■ Directions for this task ■
Copy all of the records exactly.

■ Data supplied ■
----
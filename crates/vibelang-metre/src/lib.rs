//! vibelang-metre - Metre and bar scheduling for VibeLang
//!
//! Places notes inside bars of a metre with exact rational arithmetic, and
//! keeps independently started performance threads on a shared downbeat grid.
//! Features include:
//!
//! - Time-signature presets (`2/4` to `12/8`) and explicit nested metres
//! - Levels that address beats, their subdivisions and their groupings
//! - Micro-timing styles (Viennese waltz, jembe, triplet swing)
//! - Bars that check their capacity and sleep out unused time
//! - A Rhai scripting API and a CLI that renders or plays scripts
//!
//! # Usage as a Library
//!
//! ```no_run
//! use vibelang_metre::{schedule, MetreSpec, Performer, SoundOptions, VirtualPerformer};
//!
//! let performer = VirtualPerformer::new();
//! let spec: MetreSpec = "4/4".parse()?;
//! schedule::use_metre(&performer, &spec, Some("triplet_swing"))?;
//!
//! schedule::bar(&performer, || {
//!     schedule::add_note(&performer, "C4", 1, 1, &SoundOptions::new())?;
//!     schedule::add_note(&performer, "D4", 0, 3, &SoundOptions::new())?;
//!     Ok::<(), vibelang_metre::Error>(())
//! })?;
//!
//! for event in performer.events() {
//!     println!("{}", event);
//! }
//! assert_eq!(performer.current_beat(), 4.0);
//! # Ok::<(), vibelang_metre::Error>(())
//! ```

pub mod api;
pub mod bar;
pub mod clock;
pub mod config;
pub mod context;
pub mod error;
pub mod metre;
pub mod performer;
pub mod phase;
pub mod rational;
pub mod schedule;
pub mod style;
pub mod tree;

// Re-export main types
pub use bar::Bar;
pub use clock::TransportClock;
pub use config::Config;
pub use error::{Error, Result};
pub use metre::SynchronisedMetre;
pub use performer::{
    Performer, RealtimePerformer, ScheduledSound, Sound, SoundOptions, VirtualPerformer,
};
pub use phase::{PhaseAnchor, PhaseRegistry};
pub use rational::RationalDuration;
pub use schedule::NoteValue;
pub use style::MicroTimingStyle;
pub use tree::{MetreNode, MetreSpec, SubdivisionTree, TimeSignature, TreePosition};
----
■ Exercise output ■
filename crates/vibelang-metre/src/lib.rs
//! vibelang-metre - Metre and bar scheduling for VibeLang
//!
//! Places notes inside bars of a metre with exact rational arithmetic, and
//! keeps independently started performance threads on a shared downbeat grid.
//! Features include:
//!
//! - Time-signature presets (`2/4` to `12/8`) and explicit nested metres
//! - Levels that address beats, their subdivisions and their groupings
//! - Micro-timing styles (Viennese waltz, jembe, triplet swing)
//! - Bars that check their capacity and sleep out unused time
//! - A Rhai scripting API and a CLI that renders or plays scripts
//!
//! # Usage as a Library
//!
//! ```no_run
//! use vibelang_metre::{schedule, MetreSpec, Performer, SoundOptions, VirtualPerformer};
//!
//! let performer = VirtualPerformer::new();
//! let spec: MetreSpec = "4/4".parse()?;
//! schedule::use_metre(&performer, &spec, Some("triplet_swing"))?;
//!
//! schedule::bar(&performer, || {
//!     schedule::add_note(&performer, "C4", 1, 1, &SoundOptions::new())?;
//!     schedule::add_note(&performer, "D4", 0, 3, &SoundOptions::new())?;
//!     Ok::<(), vibelang_metre::Error>(())
//! })?;
//!
//! for event in performer.events() {
//!     println!("{}", event);
//! }
//! assert_eq!(performer.current_beat(), 4.0);
//! # Ok::<(), vibelang_metre::Error>(())
//! ```

pub mod api;
pub mod bar;
pub mod clock;
pub mod config;
pub mod context;
pub mod error;
pub mod metre;
pub mod performer;
pub mod phase;
pub mod rational;
pub mod schedule;
pub mod style;
pub mod tree;

// Re-export main types
pub use bar::Bar;
pub use clock::TransportClock;
pub use config::Config;
pub use error::{Error, Result};
pub use metre::SynchronisedMetre;
pub use performer::{
    Performer, RealtimePerformer, ScheduledSound, Sound, SoundOptions, VirtualPerformer,
};
pub use phase::{PhaseAnchor, PhaseRegistry};
pub use rational::RationalDuration;
pub use schedule::NoteValue;
pub use style::MicroTimingStyle;
pub use tree::{MetreNode, MetreSpec, SubdivisionTree, TimeSignature, TreePosition};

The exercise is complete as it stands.